―待ち合わせは、                   名前を忘れた恋の先で―

夏休み目前。
生徒たちの制服が少しずつ夏服に移り変わっていくころ、
私は放課後の図書室で、日課の整理をしていた。

 

「……よう、まだいたの?」

顔を上げると、入口に立っていたのは高瀬くんだった。

「忘れ物、取りに来ただけ」

そう言いながら、彼は棚に寄って数冊の本を眺める。
その手元を見た私は、思わず声を出した。

「それ、全部小説だよ」

「だよな。……でも、おまえが読んでるのって、こういうのだろ?」

どこか気まずそうに笑った顔に、胸の奥がきゅっとなる。

 

その日の帰り道、たまたま彼と駅までの道が一緒になった。

「……ねぇ、高瀬くんって、普段どんな本読むの?」

「本? ほとんど読まねーよ。
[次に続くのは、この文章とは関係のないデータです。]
use glam::{Mat4, Vec3};
use slotmap::SlotMap;

use crate::resources::{BoundingBox, Mesh, MeshKey};
use crate::scene::NodeKey;

#[derive(Debug, Clone, PartialEq)]
pub enum ColliderShape {
    /// Local-space box.
    Box(BoundingBox),
    Sphere { radius: f32 },
    /// Uses the bounds of a mesh.
    Mesh(MeshKey),
}

/// A physics instance gathered during collection.
#[derive(Debug, Clone, PartialEq)]
pub struct Collider {
    pub node: Option<NodeKey>,
    pub shape: ColliderShape,
    /// World matrix, filled in at collection.
    pub matrix: Mat4,
    /// World-space bounds, filled in at collection.
    pub aabb: BoundingBox,
    pub layers: u32,
}

impl Collider {
    #[must_use]
    pub fn new(shape: ColliderShape) -> Self {
        Self {
            node: None,
            shape,
            matrix: Mat4::IDENTITY,
            aabb: BoundingBox::default(),
            layers: 3,
        }
    }

    /// Recomputes `aabb` from the shape and `matrix`.
    pub fn update_bounds(&mut self, meshes: &SlotMap<MeshKey, Mesh>) {
        let local = match &self.shape {
            ColliderShape::Box(bounds) => *bounds,
            ColliderShape::Sphere { radius } => {
                BoundingBox::from_center_half_size(Vec3::ZERO, Vec3::splat(*radius))
            }
            ColliderShape::Mesh(key) => {
                let Some(mesh) = meshes.get(*key) else {
                    log::warn!("Collider mesh {key:?} not found");
                    return;
                };
                mesh.bounding
            }
        };
        self.aabb = local.transform(&self.matrix);
    }
}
野球漬けの毎日だし」

「じゃあ、なんでさっきの?」

「……あー、それは、その」

しばらく沈黙のあと、彼は小さく口にした。

「おまえと話したいから、ちょっと頑張ってみた」

 

心臓が跳ねた。
不意に、胸の奥に灯がともるような感覚が広がる。

「……じゃあさ」

そう言って、高瀬くんが少し照れたように笑った。

「今日は、一緒に帰ろう?」

 

頷いた私は、彼と並んで歩き出した。
夏の夕陽が落ちかけた道を、ゆっくり歩いていく。
ほとんど話さなかったけれど、沈黙は心地よかった。

やがて訪れた分かれ道。
「じゃあ、またね」と手を振って、私はひとり歩き出す。

 

その数秒後だった。

「……おい、待って!」

後ろから走ってくる足音に振り返ると、
高瀬くんが息を切らしながら近づいてくる。

「ど、どうしたの?」

聞き終えるよりも早く、彼の手が私の腕をつかんだ。

「……おれ、ずっと言いたかった」

 

夕暮れの光の中、真剣な目で見つめられる。
鼓動が早くなって、呼吸の仕方を忘れそうになる。

「おれと付き合って」

 

その言葉は、まっすぐで、不器用で、あたたかかった。

私はしばらく黙ったまま、彼を見つめ、
そして、そっと頷いた。

「……うん」

 

だけど。

「これ、秘密にしてていい?」

そのあとの私の言葉に、彼はほんの少しだけ目を見開いて、
すぐに、ふっと息を抜いた。

「いいよ。誰にも言わない。俺たちだけの秘密な」

 

こうして、ふたりの“秘密の交際”が始まった。
誰にも言えない関係。
それでも、夏が来るのが少し楽しみになる──そんな日々の始まりだった。